That kind of blew my mind, too. .22mag perfect? LOL... If he didn't have 21K posts, I'd assume he was trolling. That isn't even enough for some rabbits (1-shot kills)... and rabbits aren't dangerous.
 
Lloyd, haven't you figured out that folks look differently at varmint-type critters than they do at game animals? Different attitude. And it's very strongly negative among those in any way involved with livestock. Always been that way; always will be that way. No point in worrying about it.

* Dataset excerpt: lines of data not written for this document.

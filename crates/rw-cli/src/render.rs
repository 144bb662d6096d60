use colored::Colorize;
use comfy_table::{ContentArrangement, Table};
use rw_core::{AreaId, EntityKind, World};
use rw_simulation::Simulation;

/// Map glyph for an entity kind.
pub fn glyph(kind: EntityKind) -> char {
    match kind {
        EntityKind::Player => '@',
        EntityKind::Npc => 'n',
        EntityKind::Mob => 'm',
    }
}

/// Draw an area as plain ASCII, one line per row.
///
/// Occupants are drawn over path marks, path marks over items, and items
/// (`!`) over terrain.
pub fn render_area(world: &World, area: AreaId, path: &[(i32, i32)]) -> Option<String> {
    let area = world.area(area)?;
    let (width, height) = (area.width() as i32, area.height() as i32);
    let mut lines = Vec::with_capacity(height as usize);
    for y in 0..height {
        let line: String = (0..width)
            .map(|x| {
                let occupant = area
                    .occupants(x, y)
                    .first()
                    .and_then(|id| world.lookup(*id));
                if let Some(entity) = occupant {
                    return glyph(entity.kind);
                }
                if path.contains(&(x, y)) {
                    return '*';
                }
                match area.tile(x, y) {
                    Some(tile) if !tile.items.is_empty() => '!',
                    Some(tile) => tile.terrain.symbol,
                    None => ' ',
                }
            })
            .collect();
        lines.push(line);
    }
    Some(lines.join("\n"))
}

/// Print the map of `area` with a heading.
pub fn print_area(world: &World, area: AreaId, path: &[(i32, i32)]) {
    let Some(map) = render_area(world, area, path) else {
        return;
    };
    let name = world
        .area(area)
        .map(|a| a.kind().name.clone())
        .unwrap_or_default();
    println!("  {} {}", name.bold().underline(), format!("({area})").dimmed());
    println!();
    for line in map.lines() {
        println!("  {line}");
    }
    println!();
}

/// One row per entity, in id order.
pub fn entity_table(sim: &Simulation) -> Table {
    let mut table = Table::new();
    table.set_content_arrangement(ContentArrangement::Dynamic);
    table.set_header(vec!["ID", "Name", "Kind", "Position", "Time", "Script"]);

    for entity in sim.world().entities() {
        let Some(id) = entity.id() else {
            continue;
        };
        let position = entity
            .position()
            .map(|p| p.to_string())
            .unwrap_or_else(|| "unplaced".to_string());
        let script = sim
            .script(id)
            .map(|s| s.to_string())
            .unwrap_or_else(|| "-".to_string());
        table.add_row(vec![
            id.to_string(),
            entity.name.clone(),
            format!("{} {}", glyph(entity.kind), entity.kind),
            position,
            entity.local_time().to_string(),
            script,
        ]);
    }
    table
}
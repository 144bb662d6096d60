use std::collections::BTreeSet;
use std::fmt;

use serde::{Deserialize, Serialize};

use crate::entity::{EntityId, ItemRef};
use crate::world::World;

/// Blocker text for coordinates outside an area.
pub const VOID_BLOCKER: &str = "void";

/// Blocker text for an occupant id that the registry cannot resolve.
pub const UNKNOWN_OCCUPANT: &str = "something";

/// Identifier of an area.
#[derive(Debug, Clone, Copy, PartialEq, Eq, PartialOrd, Ord, Hash, Serialize, Deserialize)]
#[serde(transparent)]
pub struct AreaId(pub u32);

impl fmt::Display for AreaId {
    fn fmt(&self, f: &mut fmt::Formatter<'_>) -> fmt::Result {
        write!(f, "area {}", self.0)
    }
}

/// Static ground properties of a tile.
///
/// `name` and `symbol` are display data only; the simulation reads
/// `walkable` and, for blocked tiles, `description`.
#[derive(Debug, Clone, PartialEq, Eq, Serialize, Deserialize)]
pub struct Terrain {
    /// Short identifier, e.g. `"grass"`.
    pub name: String,
    /// Whether entities may stand on this terrain.
    pub walkable: bool,
    /// Human-readable text, reported as the blocker for non-walkable terrain.
    pub description: String,
    /// Render glyph.
    pub symbol: char,
}

impl Terrain {
    /// Create a terrain type.
    pub fn new(
        name: impl Into<String>,
        walkable: bool,
        description: impl Into<String>,
        symbol: char,
    ) -> Self {
        Self {
            name: name.into(),
            walkable,
            description: description.into(),
            symbol,
        }
    }

    /// Open grass.
    pub fn grass() -> Self {
        Self::new("grass", true, "grass", '.')
    }

    /// Walkable stone floor.
    pub fn floor() -> Self {
        Self::new("floor", true, "stone floor", '_')
    }

    /// An impassable wall.
    pub fn wall() -> Self {
        Self::new("wall", false, "a wall", '#')
    }

    /// Deep water; not walkable.
    pub fn water() -> Self {
        Self::new("water", false, "deep water", '~')
    }
}

/// One grid cell: terrain, items lying on it, and the entities standing on it.
#[derive(Debug, Clone, PartialEq, Serialize, Deserialize)]
pub struct Tile {
    /// The ground of this cell.
    pub terrain: Terrain,
    /// Items lying here, in drop order.
    #[serde(default)]
    pub items: Vec<ItemRef>,
    #[serde(default)]
    entities: Vec<EntityId>,
}

impl Tile {
    /// An empty tile of the given terrain.
    pub fn new(terrain: Terrain) -> Self {
        Self {
            terrain,
            items: Vec::new(),
            entities: Vec::new(),
        }
    }

    /// Entities currently standing here.
    pub fn entities(&self) -> &[EntityId] {
        &self.entities
    }

    /// Whether any entity stands here.
    pub fn is_occupied(&self) -> bool {
        !self.entities.is_empty()
    }

    fn add_entity(&mut self, id: EntityId) {
        if !self.entities.contains(&id) {
            self.entities.push(id);
        }
    }

    fn remove_entity(&mut self, id: EntityId) {
        self.entities.retain(|e| *e != id);
    }
}

/// The terrain-type descriptor of an area: its name and fixed size.
#[derive(Debug, Clone, PartialEq, Eq, Serialize, Deserialize)]
pub struct AreaKind {
    /// Descriptive name, e.g. `"meadow"`.
    pub name: String,
    /// Number of columns.
    pub width: u32,
    /// Number of rows.
    pub height: u32,
}

impl AreaKind {
    /// A named area type of the given size.
    pub fn new(name: impl Into<String>, width: u32, height: u32) -> Self {
        Self {
            name: name.into(),
            width,
            height,
        }
    }
}

/// A rectangular tiled region.
///
/// Besides the tiles, an area keeps the set of every entity standing anywhere
/// inside it. The set and the per-tile lists always hold the same ids.
#[derive(Debug, Clone, PartialEq, Serialize, Deserialize)]
pub struct Area {
    id: AreaId,
    kind: AreaKind,
    tiles: Vec<Tile>,
    visited: bool,
    discovered: bool,
    entities: BTreeSet<EntityId>,
}

impl Area {
    /// Create an area filled with a single terrain.
    pub fn new(id: AreaId, kind: AreaKind, fill: Terrain) -> Self {
        let count = kind.width as usize * kind.height as usize;
        Self {
            id,
            kind,
            tiles: vec![Tile::new(fill); count],
            visited: false,
            discovered: false,
            entities: BTreeSet::new(),
        }
    }

    /// Builder: replace the outermost ring of tiles with `terrain`.
    pub fn with_border(mut self, terrain: Terrain) -> Self {
        let (w, h) = (self.width() as i32, self.height() as i32);
        for y in 0..h {
            for x in 0..w {
                if x == 0 || y == 0 || x == w - 1 || y == h - 1 {
                    self.set_terrain(x, y, terrain.clone());
                }
            }
        }
        self
    }

    /// This area's id.
    pub fn id(&self) -> AreaId {
        self.id
    }

    /// Name and size of this area.
    pub fn kind(&self) -> &AreaKind {
        &self.kind
    }

    /// Number of columns.
    pub fn width(&self) -> u32 {
        self.kind.width
    }

    /// Number of rows.
    pub fn height(&self) -> u32 {
        self.kind.height
    }

    /// Returns `true` if `(x, y)` lies inside this area.
    pub fn contains(&self, x: i32, y: i32) -> bool {
        self.index_of(x, y).is_some()
    }

    fn index_of(&self, x: i32, y: i32) -> Option<usize> {
        if x < 0 || y < 0 || x as u32 >= self.kind.width || y as u32 >= self.kind.height {
            return None;
        }
        Some(y as usize * self.kind.width as usize + x as usize)
    }

    /// Bounds-checked tile lookup. `None` outside the area.
    pub fn tile(&self, x: i32, y: i32) -> Option<&Tile> {
        self.index_of(x, y).map(|i| &self.tiles[i])
    }

    /// Mutable tile lookup for terrain and item edits.
    pub fn tile_mut(&mut self, x: i32, y: i32) -> Option<&mut Tile> {
        self.index_of(x, y).map(|i| &mut self.tiles[i])
    }

    /// Replace the terrain at `(x, y)`. Returns `false` outside the area.
    pub fn set_terrain(&mut self, x: i32, y: i32, terrain: Terrain) -> bool {
        match self.tile_mut(x, y) {
            Some(tile) => {
                tile.terrain = terrain;
                true
            }
            None => false,
        }
    }

    /// `false` outside the area or on non-walkable terrain.
    pub fn is_walkable(&self, x: i32, y: i32) -> bool {
        self.tile(x, y).is_some_and(|t| t.terrain.walkable)
    }

    /// Why movement into `(x, y)` is disallowed, if it is.
    ///
    /// Checked in order: outside the area reports [`VOID_BLOCKER`], non-walkable
    /// terrain reports the terrain description, and only when a `world` is
    /// given are occupants considered, reporting the first occupant's class
    /// name (or [`UNKNOWN_OCCUPANT`] if the id is not registered).
    pub fn blocker<'a>(&'a self, x: i32, y: i32, world: Option<&'a World>) -> Option<&'a str> {
        let Some(tile) = self.tile(x, y) else {
            return Some(VOID_BLOCKER);
        };
        if !tile.terrain.walkable {
            return Some(tile.terrain.description.as_str());
        }
        let world = world?;
        let first = tile.entities.first()?;
        Some(
            world
                .lookup(*first)
                .map(|e| e.kind.class_name())
                .unwrap_or(UNKNOWN_OCCUPANT),
        )
    }

    /// Entities standing on `(x, y)`. Empty outside the area.
    pub fn occupants(&self, x: i32, y: i32) -> &[EntityId] {
        self.tile(x, y).map(Tile::entities).unwrap_or(&[])
    }

    /// Every entity present in this area, in ascending id order.
    pub fn entity_ids(&self) -> impl Iterator<Item = EntityId> + '_ {
        self.entities.iter().copied()
    }

    /// Whether `id` stands anywhere in this area.
    pub fn contains_entity(&self, id: EntityId) -> bool {
        self.entities.contains(&id)
    }

    /// Number of entities in this area.
    pub fn entity_count(&self) -> usize {
        self.entities.len()
    }

    /// Iterate every tile with its coordinates, row by row.
    pub fn tiles(&self) -> impl Iterator<Item = ((i32, i32), &Tile)> + '_ {
        let width = self.kind.width as usize;
        self.tiles
            .iter()
            .enumerate()
            .map(move |(i, t)| (((i % width) as i32, (i / width) as i32), t))
    }

    /// Whether the player has entered this area.
    pub fn visited(&self) -> bool {
        self.visited
    }

    /// Whether this area is known to the player.
    pub fn discovered(&self) -> bool {
        self.discovered
    }

    /// Mark the area visited. A visited area is also discovered.
    pub fn mark_visited(&mut self) {
        self.visited = true;
        self.discovered = true;
    }

    /// Mark the area discovered without visiting it.
    pub fn mark_discovered(&mut self) {
        self.discovered = true;
    }

    pub(crate) fn tile_count(&self) -> usize {
        self.tiles.len()
    }

    /// Add `id` to the area set and to the tile at `(x, y)`. Duplicate-safe.
    /// Callers have already checked the bounds.
    pub(crate) fn insert_entity(&mut self, id: EntityId, x: i32, y: i32) {
        if let Some(i) = self.index_of(x, y) {
            self.tiles[i].add_entity(id);
            self.entities.insert(id);
        }
    }

    pub(crate) fn remove_entity(&mut self, id: EntityId, x: i32, y: i32) {
        if let Some(i) = self.index_of(x, y) {
            self.tiles[i].remove_entity(id);
        }
        self.entities.remove(&id);
    }
}

#[cfg(test)]
mod tests {
    use super::*;

    fn meadow() -> Area {
        Area::new(AreaId(1), AreaKind::new("meadow", 4, 3), Terrain::grass())
    }

    #[test]
    fn tile_lookup_is_bounds_checked() {
        let area = meadow();
        assert!(area.tile(0, 0).is_some());
        assert!(area.tile(3, 2).is_some());
        assert!(area.tile(4, 0).is_none());
        assert!(area.tile(0, 3).is_none());
        assert!(area.tile(-1, 1).is_none());
    }

    #[test]
    fn walkability_follows_terrain() {
        let mut area = meadow();
        area.set_terrain(1, 1, Terrain::water());
        assert!(area.is_walkable(0, 0));
        assert!(!area.is_walkable(1, 1));
        assert!(!area.is_walkable(9, 9));
    }

    #[test]
    fn blocker_outside_is_void() {
        let area = meadow();
        assert_eq!(area.blocker(-1, 0, None), Some(VOID_BLOCKER));
        assert_eq!(area.blocker(2, 1, None), None);
    }

    #[test]
    fn blocker_reports_terrain_description() {
        let mut area = meadow();
        area.set_terrain(2, 2, Terrain::wall());
        assert_eq!(area.blocker(2, 2, None), Some("a wall"));
    }

    #[test]
    fn occupants_ignored_without_world() {
        let mut area = meadow();
        area.insert_entity(EntityId(4), 1, 1);
        assert_eq!(area.blocker(1, 1, None), None);
        assert_eq!(area.occupants(1, 1), &[EntityId(4)]);
    }

    #[test]
    fn insert_is_duplicate_safe() {
        let mut area = meadow();
        area.insert_entity(EntityId(4), 1, 1);
        area.insert_entity(EntityId(4), 1, 1);
        assert_eq!(area.occupants(1, 1).len(), 1);
        assert_eq!(area.entity_count(), 1);

        area.remove_entity(EntityId(4), 1, 1);
        assert!(area.occupants(1, 1).is_empty());
        assert!(!area.contains_entity(EntityId(4)));
    }

    #[test]
    fn border_builder_walls_the_edge() {
        let area = Area::new(AreaId(1), AreaKind::new("cell", 5, 5), Terrain::floor())
            .with_border(Terrain::wall());
        assert!(!area.is_walkable(0, 0));
        assert!(!area.is_walkable(4, 2));
        assert!(area.is_walkable(1, 1));
        assert!(area.is_walkable(3, 3));
    }

    #[test]
    fn tiles_iterate_row_major() {
        let area = meadow();
        let coords: Vec<_> = area.tiles().map(|(c, _)| c).take(5).collect();
        assert_eq!(coords, vec![(0, 0), (1, 0), (2, 0), (3, 0), (0, 1)]);
        assert_eq!(area.tile_count(), 12);
    }

    #[test]
    fn visiting_also_discovers() {
        let mut area = meadow();
        assert!(!area.visited() && !area.discovered());
        area.mark_visited();
        assert!(area.visited() && area.discovered());
    }
}
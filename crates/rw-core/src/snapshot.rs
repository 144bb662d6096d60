use std::collections::BTreeMap;

use serde::{Deserialize, Serialize};

use crate::area::Area;
use crate::entity::Entity;
use crate::error::{CoreError, CoreResult};
use crate::world::{World, WorldMeta};

/// Plain-data form of a [`World`]: everything needed to rebuild the
/// registry, the id counter and every area with its indexes.
#[derive(Debug, Clone, PartialEq, Serialize, Deserialize)]
pub struct WorldSnapshot {
    /// World metadata.
    pub meta: WorldMeta,
    /// The id the next automatic registration will receive.
    pub next_id: u64,
    /// All areas, including their tile and entity indexes.
    pub areas: Vec<Area>,
    /// All registered entities, in id order.
    pub entities: Vec<Entity>,
}

impl WorldSnapshot {
    /// Capture the current state of a world.
    pub fn capture(world: &World) -> Self {
        Self {
            meta: world.meta.clone(),
            next_id: world.next_id(),
            areas: world.areas().cloned().collect(),
            entities: world.entities().cloned().collect(),
        }
    }

    /// Rebuild a world, rejecting snapshots whose indexes disagree.
    pub fn restore(self) -> CoreResult<World> {
        let mut areas = BTreeMap::new();
        for area in self.areas {
            let expected = area.width() as usize * area.height() as usize;
            if area.tile_count() != expected {
                return Err(CoreError::CorruptSnapshot(format!(
                    "{} has {} tiles, expected {expected}",
                    area.id(),
                    area.tile_count()
                )));
            }
            let id = area.id();
            if areas.insert(id, area).is_some() {
                return Err(CoreError::CorruptSnapshot(format!("duplicate {id}")));
            }
        }

        let mut entities = BTreeMap::new();
        for entity in self.entities {
            let Some(id) = entity.id() else {
                return Err(CoreError::CorruptSnapshot(format!(
                    "entity \"{}\" has no id",
                    entity.name
                )));
            };
            if id.0 >= self.next_id && !id.is_player() {
                return Err(CoreError::CorruptSnapshot(format!(
                    "{id} is not below the id counter {}",
                    self.next_id
                )));
            }
            if entities.insert(id, entity).is_some() {
                return Err(CoreError::CorruptSnapshot(format!("duplicate entity {id}")));
            }
        }

        let world = World::from_parts(self.meta, self.next_id, areas, entities);
        world.check_index()?;
        Ok(world)
    }

    /// Serialize to pretty-printed JSON.
    pub fn to_json(&self) -> serde_json::Result<String> {
        serde_json::to_string_pretty(self)
    }

    /// Parse from JSON. The result still has to be [`restore`](Self::restore)d.
    pub fn from_json(json: &str) -> serde_json::Result<Self> {
        serde_json::from_str(json)
    }
}

impl World {
    /// Shorthand for [`WorldSnapshot::capture`].
    pub fn snapshot(&self) -> WorldSnapshot {
        WorldSnapshot::capture(self)
    }
}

And the Spelling Nazi notes that it's "lynch". :) On an old farm wagon, you'll find a linch pin. Holds the wagon tongue to the wagon.
 
Art i appologize for the spelling. I still cant figure it out though why its ok for one animal to suffer a painful death and not another. When we do crop damage shooting the deer are nothing but varmits themselves that destroy crops just like ground hogs or wild bore destroy grazing land. Me i like to kill something i shoot at. Its probably why i get flak for using mag rifles hunting deer. About the only thing i hate more then a deer running off wounded is having to track it and drag it out of a swamp! I sometimes think to many grew up watching bambi and shouldnt be out there killing them to begin with.
 
Lloyd, and anybody else, for that matter, anybody in this country has the right to own a gun, hunt, and vote. Not everybody is wise, skillful and rational in how they choose to act. No point in wasting psychic energy over their lacks.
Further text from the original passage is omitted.